I read of this earlier in the month. As I have a
soda maker, I immediately made a batch. It is delicious with any kind of citrus juice, but probably best with lime. I made my aunt a bottle when she had a family brunch for my cousin's visit earlier in the month, and I added a bottle to my brother's Christmas present. I've got another bottle in the fridge ready to take to our friends' New Year's Eve party. I've had my soda maker for a several years, but all three of them just got theirs this year, since it became more widely available in the city.
This makes a spicy ginger syrup. If you're not into that and want to take the edge off the heat, you can boil the ginger alone for two minutes before changing the water and adding the sugar. But if you do that, I question whether you actually like ginger.

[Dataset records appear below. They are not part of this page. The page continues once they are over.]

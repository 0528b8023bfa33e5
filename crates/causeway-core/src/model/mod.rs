//! Record and identity types.

pub mod kind;
pub mod metadata;
pub mod record;

pub use kind::{EventKind, NodeKey, Role};
pub use metadata::{Metadata, validate_metadata};
pub use record::{ChatTurn, RecordBundle, TaskRecord, TimeWindow, TriggerLink};
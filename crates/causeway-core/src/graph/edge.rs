//! Edge weights: strength, relationship type and evidence.

use std::fmt;

use serde::{Deserialize, Serialize};

use crate::error::StrengthError;

/// Confidence heuristic in `[0.0, 1.0]`. Not a calibrated probability.
///
/// The only way to obtain a `Strength` is [`Strength::new`], which rejects
/// out-of-range values instead of clamping them. A stage that computes a bad
/// value must surface the defect, not hide it.
#[derive(Debug, Clone, Copy, PartialEq, PartialOrd, Serialize)]
#[serde(transparent)]
pub struct Strength(f64);

impl Strength {
    /// Deterministic structural relations.
    pub const CERTAIN: Self = Self(1.0);

    /// # Errors
    ///
    /// Returns [`StrengthError`] if `value` is not finite or lies outside
    /// `[0.0, 1.0]`.
    pub fn new(value: f64) -> Result<Self, StrengthError> {
        if value.is_finite() && (0.0..=1.0).contains(&value) {
            Ok(Self(value))
        } else {
            Err(StrengthError(value))
        }
    }

    #[must_use]
    pub const fn get(self) -> f64 {
        self.0
    }
}

impl<'de> Deserialize<'de> for Strength {
    fn deserialize<D: serde::Deserializer<'de>>(deserializer: D) -> Result<Self, D::Error> {
        let value = f64::deserialize(deserializer)?;
        Self::new(value).map_err(serde::de::Error::custom)
    }
}

/// How an edge was established.
#[derive(Debug, Clone, Copy, PartialEq, Eq, Hash, PartialOrd, Ord, Serialize, Deserialize)]
#[serde(rename_all = "lowercase")]
pub enum Relationship {
    /// Explicitly logged by the system.
    Triggers,
    /// Deterministic structural relation (task created → task completed).
    Causes,
    /// Inferred from temporal proximity.
    Influences,
    /// Inferred from a recurring per-actor sequence.
    Correlates,
}

impl Relationship {
    #[must_use]
    pub const fn as_str(self) -> &'static str {
        match self {
            Self::Triggers => "triggers",
            Self::Causes => "causes",
            Self::Influences => "influences",
            Self::Correlates => "correlates",
        }
    }
}

impl fmt::Display for Relationship {
    fn fmt(&self, f: &mut fmt::Formatter<'_>) -> fmt::Result {
        f.write_str(self.as_str())
    }
}

/// Weight of a directed edge. Identity is the ordered node pair it connects,
/// held by the graph, not by this struct.
#[derive(Debug, Clone, PartialEq, Serialize)]
pub struct Edge {
    pub strength: Strength,
    pub relationship: Relationship,
    pub evidence: Vec<String>,
}

impl Edge {
    #[must_use]
    pub const fn new(strength: Strength, relationship: Relationship, evidence: Vec<String>) -> Self {
        Self {
            strength,
            relationship,
            evidence,
        }
    }
}
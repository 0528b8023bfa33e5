//! Shortest path by hop count.

use std::collections::{HashMap, VecDeque};

use petgraph::Direction;
use serde::Serialize;

use super::adjacent;
use crate::graph::{EdgeIndex, Graph, NodeIndex, Relationship};
use crate::model::NodeKey;

/// One edge along a path.
#[derive(Debug, Clone, PartialEq, Serialize)]
pub struct PathHop {
    pub from: NodeKey,
    pub to: NodeKey,
    pub strength: f64,
    pub relationship: Relationship,
}

/// First path found by breadth-first search from `from` to `to` over
/// outgoing edges.
///
/// The path is shortest in edges, not strongest. A node to itself is the
/// empty path. Returns `None` if either endpoint is missing or `to` is not
/// reachable.
#[must_use]
pub fn find_path(graph: &Graph, from: &NodeKey, to: &NodeKey) -> Option<Vec<PathHop>> {
    let start = graph.node_index(from)?;
    let goal = graph.node_index(to)?;
    if start == goal {
        return Some(Vec::new());
    }

    let mut parent: HashMap<NodeIndex, (NodeIndex, EdgeIndex)> = HashMap::new();
    let mut queue: VecDeque<NodeIndex> = VecDeque::from([start]);

    while let Some(current) = queue.pop_front() {
        for (edge, next) in adjacent(graph, current, Direction::Outgoing) {
            if next == start || parent.contains_key(&next) {
                continue;
            }
            parent.insert(next, (current, edge));
            if next == goal {
                return Some(reconstruct(graph, goal, &parent));
            }
            queue.push_back(next);
        }
    }

    None
}

fn reconstruct(graph: &Graph, goal: NodeIndex, parent: &HashMap<NodeIndex, (NodeIndex, EdgeIndex)>) -> Vec<PathHop> {
    let mut hops = Vec::new();
    let mut cursor = goal;
    while let Some(&(prev, edge_idx)) = parent.get(&cursor) {
        if let Some(edge) = graph.inner().edge_weight(edge_idx) {
            hops.push(PathHop {
                from: graph[prev].key.clone(),
                to: graph[cursor].key.clone(),
                strength: edge.strength.get(),
                relationship: edge.relationship,
            });
        }
        cursor = prev;
    }
    hops.reverse();
    hops
}
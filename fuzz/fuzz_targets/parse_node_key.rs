#![no_main]

use causeway_core::NodeKey;
use libfuzzer_sys::fuzz_target;

fuzz_target!(|data: &[u8]| {
    let Ok(text) = std::str::from_utf8(data) else {
        return;
    };
    if let Ok(key) = text.parse::<NodeKey>() {
        // Display must round-trip through FromStr.
        let again: NodeKey = key.to_string().parse().expect("display form parses");
        assert_eq!(again, key);
    }
});
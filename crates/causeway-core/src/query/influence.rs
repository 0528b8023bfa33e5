//! Local influence score.
//!
//! ```text
//! influence(n) = out_degree(n) × 1.0
//!              + Σ strength(n → s) × 0.5
//!              + Σ out_degree(s) × 0.25      over direct successors s
//! ```
//!
//! Rounded to two decimals. This looks one hop ahead only; it is not a
//! fixed-point centrality.

use std::cmp::Ordering;

use chrono::{DateTime, Utc};
use petgraph::Direction;
use serde::Serialize;

use super::{adjacent, round_to};
use crate::graph::{Graph, NodeIndex};
use crate::model::NodeKey;

const DEGREE_WEIGHT: f64 = 1.0;
const STRENGTH_WEIGHT: f64 = 0.5;
const SUCCESSOR_WEIGHT: f64 = 0.25;

/// One row of the influence ranking.
#[derive(Debug, Clone, PartialEq, Serialize)]
pub struct InfluenceEntry {
    pub event: NodeKey,
    pub influence: f64,
    pub timestamp: DateTime<Utc>,
    pub actor: String,
    pub out_degree: usize,
}

/// Influence of the node at `idx`.
#[must_use]
#[allow(clippy::cast_precision_loss)]
pub fn influence_at(graph: &Graph, idx: NodeIndex) -> f64 {
    let outgoing = adjacent(graph, idx, Direction::Outgoing);
    let strength_sum: f64 = outgoing
        .iter()
        .filter_map(|&(edge, _)| graph.inner().edge_weight(edge))
        .map(|edge| edge.strength.get())
        .sum();
    let successor_degrees: usize = outgoing
        .iter()
        .map(|&(_, successor)| graph.out_degree(successor))
        .sum();

    round_to(
        outgoing.len() as f64 * DEGREE_WEIGHT
            + strength_sum * STRENGTH_WEIGHT
            + successor_degrees as f64 * SUCCESSOR_WEIGHT,
        2,
    )
}

/// Influence of `key`, or `0.0` if the graph has no such node.
#[must_use]
pub fn calculate_influence(graph: &Graph, key: &NodeKey) -> f64 {
    graph.node_index(key).map_or(0.0, |idx| influence_at(graph, idx))
}

/// The `limit` highest-scoring nodes, highest first. Nodes scoring zero are
/// left out; equal scores are ordered by node key.
#[must_use]
pub fn most_influential_events(graph: &Graph, limit: usize) -> Vec<InfluenceEntry> {
    let mut ranked: Vec<InfluenceEntry> = graph
        .nodes()
        .filter_map(|(idx, node)| {
            let influence = influence_at(graph, idx);
            (influence > 0.0).then(|| InfluenceEntry {
                event: node.key.clone(),
                influence,
                timestamp: node.timestamp,
                actor: node.actor.clone(),
                out_degree: graph.out_degree(idx),
            })
        })
        .collect();

    ranked.sort_by(|a, b| match b.influence.total_cmp(&a.influence) {
        Ordering::Equal => a.event.cmp(&b.event),
        other => other,
    });
    ranked.truncate(limit);
    ranked
}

Fresh Ginger SyrupBruce Cost, via David Lebovitz
Makes 2 cups
8 oz. fresh ginger root
2 cups sugar
4 cups water
pinch salt
You can peel the ginger or not; it just makes the syrup darker if you leave it on. Slice the ginger root into coins and the slice across the pile in multiple directions to make many small pieces. Place in a non-reactive pot with sugar, water, and salt, stir and bring to a boil on high heat. Reduce heat to a level to maintain a slow boil and cook until reduced to 2 cups. (Yes, pour it out and measure, and put it back and keep cooking if it's not reduced enough. Maybe this is obvious to you, but I only started doing this in the last year for recipes that say "cook until reduced by half" or whatever.) This will take an hour or longer depending on just how slow your boil is, and how wide your pot is. Strain the ginger pieces out with a mesh sieve, cool, and store in a jar or bottle in the fridge. Should keep for a couple of weeks in the fridge. Even with a very fine mesh strainer (like one I use to skim fat off stock,) there will probably still be stuff that settles, so stir before pouring for each use.
For ways to use up the cooked ginger bits, see David's recipe head notes. Maybe I'll do one of those things at some point, but with the amount I've made thus far, I haven't saved any of it.
To make ginger soda, pour a generous amount in the bottom of the glass. Add a slug or good squeeze of citrus juice, preferably lime, add ice if desired and top with soda water. This is very much a "to taste" type of drink, but use a larger amount of syrup than you would for most cordials. David said 1/3 of the glass with syrup. I pour about 1/5 syrup. Citrus is just as discretionary. I think I get about 3 drinks per lime.
This syrup also has great cocktail mixing and fruit dessert potential.